Isoflurane Postconditioning Prevents Opening of the Mitochondrial Permeability Transition Pore through Inhibition of Glycogen Synthase Kinase 3β
Postischemic administration of volatile anesthetics activates reperfusion injury salvage kinases and decreases myocardial damage. However, the mechanisms underlying anesthetic postconditioning are unclear.Methods:
Isolated perfused rat hearts were exposed to 40 min of ischemia followed by 1 h of reperfusion. Anesthetic postconditioning was induced by 15 min of 2.1 vol% isoflurane (1.5 minimum alveolar concentration) administered at the onset of reperfusion. In some experiments, atractyloside (10 μm), a mitochondrial permeability transition pore (mPTP) opener, and LY294002 (15 μm), a phosphatidylinositol 3-kinase inhibitor, were coadministered with isoflurane. Western blot analysis was used to determine phosphorylation of protein kinase B/Akt and its downstream target glycogen synthase kinase 3β after 15 min of reperfusion. Myocardial tissue content of nicotinamide adenine dinucleotide served as a marker for mPTP opening. Accumulation of MitoTracker Red 580 (Molecular Probes, Invitrogen, Basel, Switzerland) was used to visualize mitochondrial function.Results:
Anesthetic postconditioning significantly improved functional recovery and decreased infarct size (36 ± 1% in unprotected hearts vs. 3 ± 2% in anesthetic postconditioning; P < 0.05). Isoflurane-mediated protection was abolished by atractyloside and LY294002. LY294002 inhibited isoflurane-induced phosphorylation of protein kinase B/Akt and glycogen synthase kinase 3β and opened mPTP as determined by nicotinamide adenine dinucleotide measurements. Atractyloside, a direct opener of the mPTP, did not inhibit phosphorylation of protein kinase B/Akt and glycogen synthase kinase 3β by isoflurane but reversed isoflurane-mediated cytoprotection.
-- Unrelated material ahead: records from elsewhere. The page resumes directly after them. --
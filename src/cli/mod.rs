//! Command-line interface for array-vcf.
//!
//! - **convert**: convert genotype reports into a multi-sample VCF
//! - **swap-baf-lrr**: exchange the BAF and LRR values of a converted VCF
//! - **reformat-affy**: rewrite an Affymetrix VCF as `GT:BAF:LRR`
//!
//! ## Usage
//!
//! ```text
//! # Convert two samples against a manifest and reference
//! array-vcf convert -r NA12878.txt,NA12891.txt -m GSA-24v3-0_A1.csv -R hg38.fa -o out.vcf.gz
//!
//! # Reports not in manifest order
//! array-vcf convert -r NA12878.txt -m GSA-24v3-0_A1.csv -R hg38.fa --mode map
//!
//! # Run summary as JSON
//! array-vcf convert -r NA12878.txt -m GSA-24v3-0_A1.csv -R hg38.fa --format json
//!
//! # Fix a VCF with BAF and LRR written in the wrong order
//! array-vcf swap-baf-lrr in.vcf -o fixed.vcf
//!
//! # Bring an Affymetrix VCF into the same layout
//! array-vcf reformat-affy axiom.vcf.gz -o axiom.gtbaflrr.vcf
//! ```

use clap::{Parser, Subcommand};

pub mod affy;
pub mod convert;
pub mod swap;

#[derive(Parser)]
#[command(name = "array-vcf")]
#[command(version)]
#[command(about = "Convert SNP array genotype reports to VCF")]
#[command(
    long_about = "array-vcf converts GenomeStudio genotype reports into a reference-anchored VCF.\n\nEach probe's alleles are oriented to the reference forward strand by matching the manifest's flanking sequence against the reference, then placed into REF/ALT index space. Samples are merged in lockstep against the array manifest."
)]
pub struct Cli {
    #[command(subcommand)]
    pub command: Commands,

    /// Enable verbose output
    #[arg(short, long, global = true)]
    pub verbose: bool,

    /// Format of the run summary
    #[arg(short, long, global = true, default_value = "text")]
    pub format: OutputFormat,
}

#[derive(Subcommand)]
pub enum Commands {
    /// Convert genotype reports to VCF
    Convert(convert::ConvertArgs),

    /// Swap the BAF and LRR values of every sample in a VCF
    SwapBafLrr(swap::SwapArgs),

    /// Rewrite an Affymetrix VCF with rsID identifiers and GT:BAF:LRR samples
    ReformatAffy(affy::AffyArgs),
}

#[derive(Clone, Copy, Debug, clap::ValueEnum)]
pub enum OutputFormat {
    Text,
    Json,
    Tsv,
}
Microscopy showed accumulation of the mitochondrial tracker in isoflurane-protected functional mitochondria but no staining in mitochondria of unprotected hearts.Conclusions:
Anesthetic postconditioning by isoflurane effectively protects against reperfusion damage by preventing opening of the mPTP through inhibition of glycogen synthase kinase 3β.